Wings of Ebony by J. Elle is on sale on January 26, 2021. Order it here!
By Karis Rogerson
Author J. Elle, whose debut Wings of Ebony releases Jan. 26, 2021, says on her website she has been a writer “since [she] could hold a pencil.”
On a phone call in early January, I asked her to elaborate on that—specifically, why she chose to tell stories through writing.
Elle indicated that she journaled and wrote poetry often as a child, saying that writing was how she processed things. It was always her way of putting down memories she wanted to treasure forever; she didn’t just journal about the big things, she said, she’d write about a fun trip to the ice cream shop as well.
“There were definitely some parts of my childhood that were just more challenging, and I wanted an outlet, I wanted a place to vent,” she recalled. “Words really had this place in my heart, a very nostalgic place in my heart.”
Immediately out of graduate school, Elle got a job teaching at a KIPP school, one whose approach is to “educate the whole child,” she said.
“I got to observe and learn and reflect in my own life of just how much kids are capable of,” she said, adding that she wanted to write Wings of Ebony to empower kids—to help them realize that they’re able to change the world on their own.

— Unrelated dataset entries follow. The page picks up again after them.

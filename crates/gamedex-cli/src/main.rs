use anyhow::Result;
use clap::{Parser, Subcommand};
use gamedex_store::SharedCatalog;
use gamedex_web::AppState;
use tracing_subscriber::EnvFilter;

#[derive(Debug, Parser)]
#[command(name = "gamedex")]
#[command(about = "Games catalog ingestion and serving")]
struct Cli {
    #[command(subcommand)]
    command: Option<Commands>,
}

#[derive(Debug, Subcommand)]
enum Commands {
    /// Load the CSV sources into the catalog and print a run summary.
    Ingest,
    /// Ingest, then serve the catalog over HTTP.
    Serve,
}

fn init_tracing() {
    let filter = EnvFilter::try_from_default_env().unwrap_or_else(|_| EnvFilter::new("info"));
    tracing_subscriber::fmt().with_env_filter(filter).init();
}

fn print_summary(summary: &gamedex_ingest::IngestSummary) {
    println!(
        "ingest complete: run_id={} seen={} inserted={} missing_description={} schema_rejected={}{}",
        summary.run_id,
        summary.products_seen,
        summary.inserted,
        summary.missing_description,
        summary.schema_rejected,
        if summary.already_initialized {
            " (catalog already initialized)"
        } else {
            ""
        }
    );
}

#[tokio::main]
async fn main() -> Result<()> {
    init_tracing();
    let cli = Cli::parse();

    let catalog = SharedCatalog::new();

    match cli.command.unwrap_or(Commands::Serve) {
        Commands::Ingest => {
            let summary = gamedex_ingest::run_ingest_from_env(&catalog)?;
            print_summary(&summary);
        }
        Commands::Serve => {
            let summary = gamedex_ingest::run_ingest_from_env(&catalog)?;
            print_summary(&summary);
            gamedex_web::serve_from_env(AppState::new(catalog)).await?;
        }
    }

    Ok(())
}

She said she has seen kids do incredible things, and has full faith in their ability to be “changemakers” in the world.
“When you set the bar high and let them know that they can meet that bar, they can surpass that bar, it will blow you away what they are capable of and what they will do,” she said. “I wanted to speak to that child. My teacher heart wanted to echo that message that they are magic. They can alter the circumstances around[them for the better.”
The teacher in Elle prompted her to go ahead and create a curriculum that can be used with the book, in case any educators are looking for new books for their students.
The curriculum includes an interactive digital student workbook and more information can be found on a special section of Elle’s website.
As the heart behind the book is showing children their ability to change the world, Elle mentioned that part of her inspiration was an image that came to her one day around 5 a.m.
“[That’s] not a typical hour for me to be awake,” she said. “I had this picture in my head of [a girl from the hood] standing over a body and she was just very, very sad. It’s such a vivid memory, I can see it as I’m telling you. She felt so powerless to do anything about it.”
Elle said she “let herself go” and that a lot of what inspired the book was pain, but not one specific instance of pain.
“It wasn’t a prick of pain, it was this build-up of chronic pain,” she said, adding that a lot of the book was inspired by news stories, seemingly daily and endless, of the violence and brutality perpetrated upon Black youth.
Elle spoke about how she loves both contemporary stories and fantasy stories, as each serves a different purpose—the first with the ability to speak to what’s happening in the world around us and educate us; the second with the ability to make people believe in magic.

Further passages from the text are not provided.